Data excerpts
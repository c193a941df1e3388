//! eframe application: controls on the left, plot in the center, notices
//! shown one at a time in a blocking window.

use std::collections::VecDeque;

use edgeviz_core::{Notice, Severity, VisualizerConfig};
use edgeviz_graph::render::{Frame, RenderRequest};
use edgeviz_graph::{Algorithm, RunRequest, Session};
use eframe::egui;
use tracing::{debug, info};

use crate::canvas::PainterCanvas;

pub const WINDOW_TITLE: &str = "Graph Algorithm Visualizer";
const WINDOW_SIZE: [f32; 2] = [900.0, 700.0];

/// Edges pre-filled in the editor on startup.
const SAMPLE_EDGES: &str = "A B 4\nA C 2\nB C 5\nB D 10\nC E 3\nE D 4\nD F 11";

/// Desktop application state.
pub struct VisualizerApp {
    config: VisualizerConfig,
    session: Session,
    text: String,
    algorithm: Algorithm,
    source: String,
    target: String,
    frame: Frame,
    notices: VecDeque<Notice>,
}

impl VisualizerApp {
    #[must_use]
    pub fn new(config: VisualizerConfig) -> Self {
        let mut session = Session::new();
        let frame = session.render(&RenderRequest::base("", ""), &config);
        Self {
            config,
            session,
            text: SAMPLE_EDGES.to_string(),
            algorithm: Algorithm::Bfs,
            source: String::new(),
            target: String::new(),
            frame,
            notices: VecDeque::new(),
        }
    }

    fn run(&mut self) {
        let request = RunRequest::new(self.text.clone(), self.algorithm.name())
            .source(self.source.clone())
            .target(self.target.clone());
        let report = self.session.run(&request);
        info!(
            algorithm = %self.algorithm,
            notices = report.notices.len(),
            redraw = report.redraw.is_some(),
            "run finished"
        );

        if let Some(redraw) = &report.redraw {
            self.frame = self.session.render(redraw, &self.config);
        }
        self.notices.extend(report.notices);
    }

    fn controls(&mut self, ui: &mut egui::Ui) {
        ui.heading("Graph Input");
        ui.label("One edge per line: u v [weight]");
        ui.add(
            egui::TextEdit::multiline(&mut self.text)
                .desired_rows(8)
                .desired_width(f32::INFINITY)
                .code_editor(),
        );
        ui.separator();

        egui::ComboBox::from_label("Algorithm")
            .selected_text(self.algorithm.name())
            .show_ui(ui, |ui| {
                for algorithm in Algorithm::ALL {
                    ui.selectable_value(&mut self.algorithm, algorithm, algorithm.name());
                }
            });

        egui::Grid::new("nodes").num_columns(2).show(ui, |ui| {
            ui.label("Source Node:");
            ui.text_edit_singleline(&mut self.source);
            ui.end_row();
            ui.label("Target Node:");
            ui.text_edit_singleline(&mut self.target);
            ui.end_row();
        });

        ui.separator();
        if ui.button("Run Algorithm").clicked() {
            self.run();
        }
    }

    fn plot(&self, ui: &mut egui::Ui) {
        let (response, painter) = ui.allocate_painter(ui.available_size(), egui::Sense::hover());
        match PainterCanvas::new(&painter, response.rect) {
            Ok(mut canvas) => {
                if let Err(e) = self.frame.replay(&mut canvas) {
                    debug!(error = %e, "plot replay failed");
                }
            }
            Err(e) => debug!(error = %e, "plot area too small"),
        }
    }

    fn notice_window(&mut self, ctx: &egui::Context) {
        let Some(notice) = self.notices.front() else {
            return;
        };
        let prefix = match notice.severity {
            Severity::Info => "ℹ",
            Severity::Warning => "⚠",
            Severity::Error => "✖",
        };
        let mut dismissed = false;
        egui::Window::new(format!("{prefix} {}", notice.title))
            .collapsible(false)
            .resizable(false)
            .anchor(egui::Align2::CENTER_CENTER, [0.0, 0.0])
            .show(ctx, |ui| {
                ui.label(&notice.message);
                if ui.button("OK").clicked() {
                    dismissed = true;
                }
            });
        if dismissed {
            self.notices.pop_front();
        }
    }
}

impl eframe::App for VisualizerApp {
    fn update(&mut self, ctx: &egui::Context, _frame: &mut eframe::Frame) {
        let blocked = !self.notices.is_empty();

        egui::SidePanel::left("controls")
            .resizable(true)
            .default_width(280.0)
            .show(ctx, |ui| {
                ui.add_enabled_ui(!blocked, |ui| self.controls(ui));
            });

        egui::CentralPanel::default().show(ctx, |ui| self.plot(ui));

        self.notice_window(ctx);
    }
}

/// Open the desktop window and block until it is closed.
///
/// # Errors
///
/// Returns the eframe error if the window cannot be created.
pub fn run_app(config: VisualizerConfig) -> eframe::Result<()> {
    let options = eframe::NativeOptions {
        viewport: egui::ViewportBuilder::default()
            .with_title(WINDOW_TITLE)
            .with_inner_size(WINDOW_SIZE),
        ..Default::default()
    };
    info!(title = WINDOW_TITLE, "opening window");
    eframe::run_native(
        WINDOW_TITLE,
        options,
        Box::new(move |_cc| Ok(Box::new(VisualizerApp::new(config)))),
    )
}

_WHAT IS EXPECTED_:
All records above must be set down exactly, please.

_PROBLEM SOLUTION_:
repository c193a941df1e3388
//! eframe application: controls on the left, plot in the center, notices
//! shown one at a time in a blocking window.

use std::collections::VecDeque;

use edgeviz_core::{Notice, Severity, VisualizerConfig};
use edgeviz_graph::render::{Frame, RenderRequest};
use edgeviz_graph::{Algorithm, RunRequest, Session};
use eframe::egui;
use tracing::{debug, info};

use crate::canvas::PainterCanvas;

pub const WINDOW_TITLE: &str = "Graph Algorithm Visualizer";
const WINDOW_SIZE: [f32; 2] = [900.0, 700.0];

/// Edges pre-filled in the editor on startup.
const SAMPLE_EDGES: &str = "A B 4\nA C 2\nB C 5\nB D 10\nC E 3\nE D 4\nD F 11";

/// Desktop application state.
pub struct VisualizerApp {
    config: VisualizerConfig,
    session: Session,
    text: String,
    algorithm: Algorithm,
    source: String,
    target: String,
    frame: Frame,
    notices: VecDeque<Notice>,
}

impl VisualizerApp {
    #[must_use]
    pub fn new(config: VisualizerConfig) -> Self {
        let mut session = Session::new();
        let frame = session.render(&RenderRequest::base("", ""), &config);
        Self {
            config,
            session,
            text: SAMPLE_EDGES.to_string(),
            algorithm: Algorithm::Bfs,
            source: String::new(),
            target: String::new(),
            frame,
            notices: VecDeque::new(),
        }
    }

    fn run(&mut self) {
        let request = RunRequest::new(self.text.clone(), self.algorithm.name())
            .source(self.source.clone())
            .target(self.target.clone());
        let report = self.session.run(&request);
        info!(
            algorithm = %self.algorithm,
            notices = report.notices.len(),
            redraw = report.redraw.is_some(),
            "run finished"
        );

        if let Some(redraw) = &report.redraw {
            self.frame = self.session.render(redraw, &self.config);
        }
        self.notices.extend(report.notices);
    }

    fn controls(&mut self, ui: &mut egui::Ui) {
        ui.heading("Graph Input");
        ui.label("One edge per line: u v [weight]");
        ui.add(
            egui::TextEdit::multiline(&mut self.text)
                .desired_rows(8)
                .desired_width(f32::INFINITY)
                .code_editor(),
        );
        ui.separator();

        egui::ComboBox::from_label("Algorithm")
            .selected_text(self.algorithm.name())
            .show_ui(ui, |ui| {
                for algorithm in Algorithm::ALL {
                    ui.selectable_value(&mut self.algorithm, algorithm, algorithm.name());
                }
            });

        egui::Grid::new("nodes").num_columns(2).show(ui, |ui| {
            ui.label("Source Node:");
            ui.text_edit_singleline(&mut self.source);
            ui.end_row();
            ui.label("Target Node:");
            ui.text_edit_singleline(&mut self.target);
            ui.end_row();
        });

        ui.separator();
        if ui.button("Run Algorithm").clicked() {
            self.run();
        }
    }

    fn plot(&self, ui: &mut egui::Ui) {
        let (response, painter) = ui.allocate_painter(ui.available_size(), egui::Sense::hover());
        match PainterCanvas::new(&painter, response.rect) {
            Ok(mut canvas) => {
                if let Err(e) = self.frame.replay(&mut canvas) {
                    debug!(error = %e, "plot replay failed");
                }
            }
            Err(e) => debug!(error = %e, "plot area too small"),
        }
    }

    fn notice_window(&mut self, ctx: &egui::Context) {
        let Some(notice) = self.notices.front() else {
            return;
        };
        let prefix = match notice.severity {
            Severity::Info => "ℹ",
            Severity::Warning => "⚠",
            Severity::Error => "✖",
        };
        let mut dismissed = false;
        egui::Window::new(format!("{prefix} {}", notice.title))
            .collapsible(false)
            .resizable(false)
            .anchor(egui::Align2::CENTER_CENTER, [0.0, 0.0])
            .show(ctx, |ui| {
                ui.label(&notice.message);
                if ui.button("OK").clicked() {
                    dismissed = true;
                }
            });
        if dismissed {
            self.notices.pop_front();
        }
    }
}

impl eframe::App for VisualizerApp {
    fn update(&mut self, ctx: &egui::Context, _frame: &mut eframe::Frame) {
        let blocked = !self.notices.is_empty();

        egui::SidePanel::left("controls")
            .resizable(true)
            .default_width(280.0)
            .show(ctx, |ui| {
                ui.add_enabled_ui(!blocked, |ui| self.controls(ui));
            });

        egui::CentralPanel::default().show(ctx, |ui| self.plot(ui));

        self.notice_window(ctx);
    }
}

/// Open the desktop window and block until it is closed.
///
/// # Errors
///
/// Returns the eframe error if the window cannot be created.
pub fn run_app(config: VisualizerConfig) -> eframe::Result<()> {
    let options = eframe::NativeOptions {
        viewport: egui::ViewportBuilder::default()
            .with_title(WINDOW_TITLE)
            .with_inner_size(WINDOW_SIZE),
        ..Default::default()
    };
    info!(title = WINDOW_TITLE, "opening window");
    eframe::run_native(
        WINDOW_TITLE,
        options,
        Box::new(move |_cc| Ok(Box::new(VisualizerApp::new(config)))),
    )
}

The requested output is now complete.